```{r setup, include=FALSE}
knitr::opts_chunk$set(echo = TRUE)
```
## Introduction
Chapter 5 extends much of what we have already learned to dichotomous variables and a few other statistical principles. The following examples help illustrate a number of items that were discussed. Follow all instructions to complete Chapter 5.
## Dummy Variables
1. Load the `tidyverse` package (you can ignore the notes that you see below that it gives you once you load it), the `furniture` package, and the `rlm` package.
```{r}
library(tidyverse)
library(furniture)
library(rlm)
```
2. The `rlm` package contains the GSS data set so we can import it more easily with `data(gss)` once the package is attached.
3. Import it into R.
```{r}
data(gss)
```
4. `R` is very helpful in creating dummy variables since it does all the work for you. All you need to do is let `R` know that the variable is a factor. Let's see if `R` already knows the variable `sex` is a factor.
```{r}
gss %>%
select(sex) %>%
as_tibble()
```
5. At the top of the column it says says `` which tells us `R` already knows that it is a factor, otherwise we'd use the `factor()` function to tell `R` that it was a factor. Let's now see if there are differences in `income06` across the sexes.
```{r}
gss %>%
lm(income06 ~ sex,
data = .) %>%
summary()
```
6. The output for the coefficients says `sexMale` meaning female is the reference category and this is in comparison to that. With that in mind, what is the interpretation of the estimate? Is it significant?
7. Let's include education and home population into the model as well.
```{r}
gss %>%
lm(income06 ~ sex + educ + hompop,
data = .) %>%
summary()
```
8. Now that we've controlled for education and home population, is there a difference among the sexes? If so, what is the interpretation of the estimate?
## Regression to the Mean
9. The "regression to the mean" phenomenon states that extreme values of one variable are more associated with values closer to the mean on another variable. If this is happening, what do we expect at time 2 for an individual that has extremely low anxiety at time 1?
10. Consider the following example: We have two time points--time 1 and time 2. There was an intervention between the time points. We are curious if the individual's age is related to the effect of the intervention. We are most curious about the change scores ($Y_2 - Y_1$) and how age predicts them. How should we specify the regression model?
11. Considering the previous example about the intervention, what is the difference between these two models? Is there a meaningful difference between the estimates on `age`?
```{r, echo = FALSE}
set.seed(843)
df <- data_frame(
age = runif(100, 10, 65),
y1 = age + rnorm(100),
y2 = y1 + rnorm(100)
)
df %>%
lm(y2 - y1 ~ age + y1, data = .) %>%
summary()
df %>%
lm(y2 ~ age + y1, data = .) %>%
summary()
```
## Multidimensional Sets
12. Let's bring in a set of demographic variables and test their significance versus a model with the number of years of education (`educ`).
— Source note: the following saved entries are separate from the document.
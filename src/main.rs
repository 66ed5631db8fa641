use dotenvy::dotenv;
use tracing::{error, info, warn};

use vibeflix::logging::init_tracing;
use vibeflix::metrics::{init_metrics, metrics_app};
use vibeflix::router::init_router;
use vibeflix::state::init_app_state;
use vibeflix_config::ServerConfig;

#[tokio::main]
async fn main() {
    dotenv().ok();

    if let Err(e) = init_tracing() {
        eprintln!("Failed to initialize tracing: {}", e);
    }

    let server_config = ServerConfig::from_env();

    match init_metrics() {
        Ok(Some(handle)) => {
            let metrics_address = server_config.metrics_address();
            tokio::spawn(async move {
                match tokio::net::TcpListener::bind(&metrics_address).await {
                    Ok(listener) => {
                        info!(address = %metrics_address, "Metrics listener started");
                        if let Err(e) = axum::serve(listener, metrics_app(handle)).await {
                            error!(error = %e, "Metrics listener stopped");
                        }
                    }
                    Err(e) => error!(error = %e, address = %metrics_address, "Failed to bind metrics listener"),
                }
            });
        }
        Ok(None) => info!("Observability disabled, metrics not exported"),
        Err(e) => error!(error = %e, "Failed to install metrics recorder"),
    }

    let state = init_app_state().await;

    if state.jwt_config.uses_default_secret() {
        warn!("Sessions are signed with the development secret; set JWT_SECRET in production");
    }

    if let Err(e) = sqlx::migrate!("./migrations").run(&state.db).await {
        error!(error = %e, "Failed to run database migrations");
        std::process::exit(1);
    }

    let app = init_router(state);

    let bind_address = server_config.bind_address();
    let listener = match tokio::net::TcpListener::bind(&bind_address).await {
        Ok(listener) => listener,
        Err(e) => {
            error!(error = %e, address = %bind_address, "Failed to bind server");
            std::process::exit(1);
        }
    };

    info!(address = %bind_address, "🚀 Server running");
    info!("📚 Swagger UI available at http://{}/swagger-ui", bind_address);
    info!("📖 Scalar UI available at http://{}/scalar", bind_address);

    if let Err(e) = axum::serve(listener, app)
        .with_graceful_shutdown(shutdown_signal())
        .await
    {
        error!(error = %e, "Server error");
    }

    info!("Server stopped");
}

async fn shutdown_signal() {
    let ctrl_c = async {
        if let Err(e) = tokio::signal::ctrl_c().await {
            error!(error = %e, "Failed to register Ctrl+C handler");
        }
    };

    #[cfg(unix)]
    let terminate = async {
        match tokio::signal::unix::signal(tokio::signal::unix::SignalKind::terminate()) {
            Ok(mut sigterm) => {
                sigterm.recv().await;
            }
            Err(e) => {
                error!(error = %e, "Failed to register SIGTERM handler");
                std::future::pending::<()>().await;
            }
        }
    };

    #[cfg(not(unix))]
    let terminate = std::future::pending::<()>();

    tokio::select! {
        _ = ctrl_c => info!("Received Ctrl+C"),
        _ = terminate => info!("Received SIGTERM"),
    }
}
The variables of this demographic set include `sex`, `age`, `race`, and `hompop`. To test for the set, we save both model objects and use `anova()` to test for differences among the models (which gives us the significance of the set of variables that we added to the model).
```{r}
fit1 <- gss %>%
lm(income06 ~ educ,
data = .)
fit2 <- gss %>%
lm(income06 ~ educ + sex + age + race + hompop,
data = .)
anova(fit1, fit2)
```
13. Does this demographic set significantly predict income?
14. Why might we want to test a set of variables instead of each one individually?
## Conclusion
Regression can handle categorical and continuous variables, simultaneously. It also naturally handles the phonemonon known as "regression to the mean".